The idea is to do as many operations on a chunk of data as possible without doing any fetches. The 4 iterations guarantees that for each pass, we can operate on <stride> blocks at a time with only 2 fetches since everything is in order. The word size is likely to be 64 bits and a cache line usually contains 64 bytes, so one 64-bit fetch followed by 8 64-bit fetches guarantees we get everything within those fetches.

For each pass, we also define a mask offset that controls which bits are set in the cell masks. This correlates with the edge and typically formats as follows:

*Figure 3: Visualizing the mask offset as m.*

As demonstrated by the previous figure, we also have to offset the Y and X axis of our samples by 1 depending on which pass we're in. Following the mask offset order, this means (0, 0), (0, 1), (1, 0), and (1, 1).

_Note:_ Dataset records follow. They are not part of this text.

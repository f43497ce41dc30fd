//! Common test fixtures for hazard statistics tests.
//!
//! This module provides pre-defined extents and geometries for the
//! scenarios the test suites exercise.

use geo::{polygon, Polygon};
use hazard_common::BoundingBox;

/// Common extent definitions for testing, as `(min_x, min_y, max_x, max_y)`.
pub mod bbox {
    /// Twenty degree square centered on the origin
    pub const AROUND_ORIGIN: (f64, f64, f64, f64) = (-10.0, -10.0, 10.0, 10.0);

    /// Two degree square centered on the origin
    pub const UNIT_AROUND_ORIGIN: (f64, f64, f64, f64) = (-1.0, -1.0, 1.0, 1.0);

    /// Far from the origin, disjoint from the squares above
    pub const FAR_AWAY: (f64, f64, f64, f64) = (100.0, 100.0, 101.0, 101.0);

    /// Web Mercator metres around 10E 45N
    pub const MERCATOR_NORTHERN_ITALY: (f64, f64, f64, f64) =
        (1_000_000.0, 5_500_000.0, 1_200_000.0, 5_700_000.0);
}

/// Common grid specifications for testing.
pub mod grid {
    /// Simple 10x10 test grid over [`super::bbox::AROUND_ORIGIN`]
    pub const SIMPLE_10X10: GridSpec = GridSpec {
        width: 10,
        height: 10,
        min_x: -10.0,
        max_x: 10.0,
        min_y: -10.0,
        max_y: 10.0,
    };

    /// 1 km Web Mercator grid over northern Italy
    pub const MERCATOR_1KM: GridSpec = GridSpec {
        width: 200,
        height: 200,
        min_x: 1_000_000.0,
        max_x: 1_200_000.0,
        min_y: 5_500_000.0,
        max_y: 5_700_000.0,
    };

    /// Grid specification for testing.
    #[derive(Debug, Clone, Copy)]
    pub struct GridSpec {
        pub width: usize,
        pub height: usize,
        pub min_x: f64,
        pub max_x: f64,
        pub min_y: f64,
        pub max_y: f64,
    }

    impl GridSpec {
        /// Returns the total number of grid cells.
        pub fn size(&self) -> usize {
            self.width * self.height
        }

        /// Returns the cell size in CRS units.
        pub fn resolution(&self) -> (f64, f64) {
            let dx = (self.max_x - self.min_x) / self.width as f64;
            let dy = (self.max_y - self.min_y) / self.height as f64;
            (dx, dy)
        }

        /// Returns the extent as (min_x, min_y, max_x, max_y).
        pub fn bbox(&self) -> (f64, f64, f64, f64) {
            (self.min_x, self.min_y, self.max_x, self.max_y)
        }
    }
}

/// Political boundary fixtures.
pub mod political {
    /// Name and population of region "A", which overlaps the origin.
    pub const REGION_A: (&str, i64) = ("A", 125_000);

    /// Name and population of region "B", far from the origin.
    pub const REGION_B: (&str, i64) = ("B", 4_200);
}

/// Build a [`BoundingBox`] from a fixture tuple.
pub fn to_bbox(extent: (f64, f64, f64, f64)) -> BoundingBox {
    BoundingBox::new(extent.0, extent.1, extent.2, extent.3)
}

/// Axis-aligned rectangle polygon, counter-clockwise from the lower-left.
pub fn rectangle(min_x: f64, min_y: f64, max_x: f64, max_y: f64) -> Polygon<f64> {
    polygon![
        (x: min_x, y: min_y),
        (x: max_x, y: min_y),
        (x: max_x, y: max_y),
        (x: min_x, y: max_y),
    ]
}

/// Boundary of region "A": a square straddling the origin.
pub fn region_a() -> Polygon<f64> {
    rectangle(-2.0, -2.0, 2.0, 2.0)
}

/// Boundary of region "B": a square disjoint from any small buffer around the origin.
pub fn region_b() -> Polygon<f64> {
    rectangle(40.0, 40.0, 45.0, 45.0)
}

The next step is to actually build the cell masks using the data. Each grid sign read involves writing to two cells - the current cell being iterated and the one before it. This requires special handling when at boundaries. We only write to the cell prior if total_z is greater than 0, and we only write to the current cell if total_z is less than the number of cells in an entire Z axis.

Inside each pass, in order to minimize writes to main memory, we want to work with local variables as long as possible. Within each z_block, we create an array of words representing temporary masks being written to that accounts for the amount of cells within a z_block. The only thing left to do at this point is build the local masks, paying careful attention to boundaries. This can be done inside a loop, or for optimal performance an unwrapped one.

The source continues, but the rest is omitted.